WHAT IS BEING ASKED -
What you output should match the data below exactly.

DATA SECTION -

//! Frontier containers used by the search strategies.
//!
//! - [`FifoQueue`] - first-in first-out queue (breadth-first search)
//! - [`LifoStack`] - last-in first-out stack (depth-first search)
//! - [`PriorityQueue`] - binary heap ordered by priority (uniform-cost, A*)
//!
//! All three implement [`Frontier`], so the expansion loop is written once and
//! the strategy only decides which container to hand it. Removing from an
//! empty container returns `None`; it never panics.

use std::cmp::Ordering;
use std::collections::VecDeque;

/// Common interface of every frontier container.
pub trait Frontier<T> {
    /// Add an item. Containers without an ordering ignore `priority`.
    fn insert(&mut self, item: T, priority: u32);

    /// Remove the next item to expand.
    fn remove(&mut self) -> Option<T>;

    fn len(&self) -> usize;

    fn is_empty(&self) -> bool {
        self.len() == 0
    }
}

/// First-in first-out queue.
#[derive(Debug, Clone)]
pub struct FifoQueue<T> {
    elements: VecDeque<T>,
}

impl<T> FifoQueue<T> {
    pub fn new() -> Self {
        Self {
            elements: VecDeque::new(),
        }
    }

    pub fn enqueue(&mut self, value: T) {
        self.elements.push_back(value);
    }

    pub fn dequeue(&mut self) -> Option<T> {
        self.elements.pop_front()
    }

    pub fn len(&self) -> usize {
        self.elements.len()
    }

    pub fn is_empty(&self) -> bool {
        self.elements.is_empty()
    }
}

impl<T> Default for FifoQueue<T> {
    fn default() -> Self {
        Self::new()
    }
}

impl<T> Frontier<T> for FifoQueue<T> {
    fn insert(&mut self, item: T, _priority: u32) {
        self.enqueue(item);
    }

    fn remove(&mut self) -> Option<T> {
        self.dequeue()
    }

    fn len(&self) -> usize {
        self.elements.len()
    }
}

/// Last-in first-out stack.
#[derive(Debug, Clone)]
pub struct LifoStack<T> {
    elements: Vec<T>,
}

impl<T> LifoStack<T> {
    pub fn new() -> Self {
        Self {
            elements: Vec::new(),
        }
    }

    pub fn push(&mut self, value: T) {
        self.elements.push(value);
    }

    pub fn pop(&mut self) -> Option<T> {
        self.elements.pop()
    }

    pub fn len(&self) -> usize {
        self.elements.len()
    }

    pub fn is_empty(&self) -> bool {
        self.elements.is_empty()
    }
}

impl<T> Default for LifoStack<T> {
    fn default() -> Self {
        Self::new()
    }
}

impl<T> Frontier<T> for LifoStack<T> {
    fn insert(&mut self, item: T, _priority: u32) {
        self.push(item);
    }

    fn remove(&mut self) -> Option<T> {
        self.pop()
    }

    fn len(&self) -> usize {
        self.elements.len()
    }
}

/// Which end of the priority range is popped first.
#[derive(Debug, Clone, Copy, PartialEq, Eq)]
pub enum HeapOrder {
    /// Smallest priority first.
    Min,
    /// Largest priority first.
    Max,
}

#[derive(Debug, Clone)]
struct Element<T> {
    value: T,
    priority: u32,
    sequence: u64,
}

/// Binary heap keyed by an integer priority.
///
/// Entries with equal priority pop in insertion order, which keeps every
/// search deterministic for a given neighbour enumeration order.
#[derive(Debug, Clone)]
pub struct PriorityQueue<T> {
    elements: Vec<Element<T>>,
    order: HeapOrder,
    next_sequence: u64,
}

impl<T> PriorityQueue<T> {
    pub fn new(order: HeapOrder) -> Self {
        Self {
            elements: Vec::new(),
            order,
            next_sequence: 0,
        }
    }

    /// Queue that pops the lowest priority first.
    pub fn min() -> Self {
        Self::new(HeapOrder::Min)
    }

    /// Queue that pops the highest priority first.
    pub fn max() -> Self {
        Self::new(HeapOrder::Max)
    }

    pub fn push(&mut self, value: T, priority: u32) {
        self.elements.push(Element {
            value,
            priority,
            sequence: self.next_sequence,
        });
        self.next_sequence += 1;
        self.sift_up(self.elements.len() - 1);
    }

    pub fn pop(&mut self) -> Option<T> {
        if self.elements.is_empty() {
            return None;
        }
        let root = self.elements.swap_remove(0);
        if !self.elements.is_empty() {
            self.sift_down(0);
        }
        Some(root.value)
    }

    /// Priority of the entry that [`PriorityQueue::pop`] would return next.
    pub fn peek_priority(&self) -> Option<u32> {
        self.elements.first().map(|e| e.priority)
    }

    pub fn len(&self) -> usize {
        self.elements.len()
    }

    pub fn is_empty(&self) -> bool {
        self.elements.is_empty()
    }

    /// `true` when the entry at `a` must sit above the entry at `b`.
    fn precedes(&self, a: usize, b: usize) -> bool {
        let (a, b) = (&self.elements[a], &self.elements[b]);
        let by_priority = match self.order {
            HeapOrder::Min => a.priority.cmp(&b.priority),
            HeapOrder::Max => b.priority.cmp(&a.priority),
        };
        by_priority.then_with(|| a.sequence.cmp(&b.sequence)) == Ordering::Less
    }

    fn sift_up(&mut self, mut index: usize) {
        while index > 0 {
            let parent = (index - 1) / 2;
            if !self.precedes(index, parent) {
                break;
            }
            self.elements.swap(index, parent);
            index = parent;
        }
    }

    fn sift_down(&mut self, mut index: usize) {
        let len = self.elements.len();
        loop {
            let left = 2 * index + 1;
            let right = left + 1;
            let mut best = index;
            if left < len && self.precedes(left, best) {
                best = left;
            }
            if right < len && self.precedes(right, best) {
                best = right;
            }
            if best == index {
                break;
            }
            self.elements.swap(index, best);
            index = best;
        }
    }
}

impl<T> Frontier<T> for PriorityQueue<T> {
    fn insert(&mut self, item: T, priority: u32) {
        self.push(item, priority);
    }

    fn remove(&mut self) -> Option<T> {
        self.pop()
    }

    fn len(&self) -> usize {
        self.elements.len()
    }
}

EXPECTED ANSWER -
//! Frontier containers used by the search strategies.
//!
//! - [`FifoQueue`] - first-in first-out queue (breadth-first search)
//! - [`LifoStack`] - last-in first-out stack (depth-first search)
//! - [`PriorityQueue`] - binary heap ordered by priority (uniform-cost, A*)
//!
//! All three implement [`Frontier`], so the expansion loop is written once and
//! the strategy only decides which container to hand it. Removing from an
//! empty container returns `None`; it never panics.

use std::cmp::Ordering;
use std::collections::VecDeque;

/// Common interface of every frontier container.
pub trait Frontier<T> {
    /// Add an item. Containers without an ordering ignore `priority`.
    fn insert(&mut self, item: T, priority: u32);

    /// Remove the next item to expand.
    fn remove(&mut self) -> Option<T>;

    fn len(&self) -> usize;

    fn is_empty(&self) -> bool {
        self.len() == 0
    }
}

/// First-in first-out queue.
#[derive(Debug, Clone)]
pub struct FifoQueue<T> {
    elements: VecDeque<T>,
}

impl<T> FifoQueue<T> {
    pub fn new() -> Self {
        Self {
            elements: VecDeque::new(),
        }
    }

    pub fn enqueue(&mut self, value: T) {
        self.elements.push_back(value);
    }

    pub fn dequeue(&mut self) -> Option<T> {
        self.elements.pop_front()
    }

    pub fn len(&self) -> usize {
        self.elements.len()
    }

    pub fn is_empty(&self) -> bool {
        self.elements.is_empty()
    }
}

impl<T> Default for FifoQueue<T> {
    fn default() -> Self {
        Self::new()
    }
}

impl<T> Frontier<T> for FifoQueue<T> {
    fn insert(&mut self, item: T, _priority: u32) {
        self.enqueue(item);
    }

    fn remove(&mut self) -> Option<T> {
        self.dequeue()
    }

    fn len(&self) -> usize {
        self.elements.len()
    }
}

/// Last-in first-out stack.
#[derive(Debug, Clone)]
pub struct LifoStack<T> {
    elements: Vec<T>,
}

impl<T> LifoStack<T> {
    pub fn new() -> Self {
        Self {
            elements: Vec::new(),
        }
    }

    pub fn push(&mut self, value: T) {
        self.elements.push(value);
    }

    pub fn pop(&mut self) -> Option<T> {
        self.elements.pop()
    }

    pub fn len(&self) -> usize {
        self.elements.len()
    }

    pub fn is_empty(&self) -> bool {
        self.elements.is_empty()
    }
}

impl<T> Default for LifoStack<T> {
    fn default() -> Self {
        Self::new()
    }
}

impl<T> Frontier<T> for LifoStack<T> {
    fn insert(&mut self, item: T, _priority: u32) {
        self.push(item);
    }

    fn remove(&mut self) -> Option<T> {
        self.pop()
    }

    fn len(&self) -> usize {
        self.elements.len()
    }
}

/// Which end of the priority range is popped first.
#[derive(Debug, Clone, Copy, PartialEq, Eq)]
pub enum HeapOrder {
    /// Smallest priority first.
    Min,
    /// Largest priority first.
    Max,
}

#[derive(Debug, Clone)]
struct Element<T> {
    value: T,
    priority: u32,
    sequence: u64,
}

/// Binary heap keyed by an integer priority.
///
/// Entries with equal priority pop in insertion order, which keeps every
/// search deterministic for a given neighbour enumeration order.
#[derive(Debug, Clone)]
pub struct PriorityQueue<T> {
    elements: Vec<Element<T>>,
    order: HeapOrder,
    next_sequence: u64,
}

impl<T> PriorityQueue<T> {
    pub fn new(order: HeapOrder) -> Self {
        Self {
            elements: Vec::new(),
            order,
            next_sequence: 0,
        }
    }

    /// Queue that pops the lowest priority first.
    pub fn min() -> Self {
        Self::new(HeapOrder::Min)
    }

    /// Queue that pops the highest priority first.
    pub fn max() -> Self {
        Self::new(HeapOrder::Max)
    }

    pub fn push(&mut self, value: T, priority: u32) {
        self.elements.push(Element {
            value,
            priority,
            sequence: self.next_sequence,
        });
        self.next_sequence += 1;
        self.sift_up(self.elements.len() - 1);
    }

    pub fn pop(&mut self) -> Option<T> {
        if self.elements.is_empty() {
            return None;
        }
        let root = self.elements.swap_remove(0);
        if !self.elements.is_empty() {
            self.sift_down(0);
        }
        Some(root.value)
    }

    /// Priority of the entry that [`PriorityQueue::pop`] would return next.
    pub fn peek_priority(&self) -> Option<u32> {
        self.elements.first().map(|e| e.priority)
    }

    pub fn len(&self) -> usize {
        self.elements.len()
    }

    pub fn is_empty(&self) -> bool {
        self.elements.is_empty()
    }

    /// `true` when the entry at `a` must sit above the entry at `b`.
    fn precedes(&self, a: usize, b: usize) -> bool {
        let (a, b) = (&self.elements[a], &self.elements[b]);
        let by_priority = match self.order {
            HeapOrder::Min => a.priority.cmp(&b.priority),
            HeapOrder::Max => b.priority.cmp(&a.priority),
        };
        by_priority.then_with(|| a.sequence.cmp(&b.sequence)) == Ordering::Less
    }

    fn sift_up(&mut self, mut index: usize) {
        while index > 0 {
            let parent = (index - 1) / 2;
            if !self.precedes(index, parent) {
                break;
            }
            self.elements.swap(index, parent);
            index = parent;
        }
    }

    fn sift_down(&mut self, mut index: usize) {
        let len = self.elements.len();
        loop {
            let left = 2 * index + 1;
            let right = left + 1;
            let mut best = index;
            if left < len && self.precedes(left, best) {
                best = left;
            }
            if right < len && self.precedes(right, best) {
                best = right;
            }
            if best == index {
                break;
            }
            self.elements.swap(index, best);
            index = best;
        }
    }
}

impl<T> Frontier<T> for PriorityQueue<T> {
    fn insert(&mut self, item: T, priority: u32) {
        self.push(item, priority);
    }

    fn remove(&mut self) -> Option<T> {
        self.pop()
    }

    fn len(&self) -> usize {
        self.elements.len()
    }
}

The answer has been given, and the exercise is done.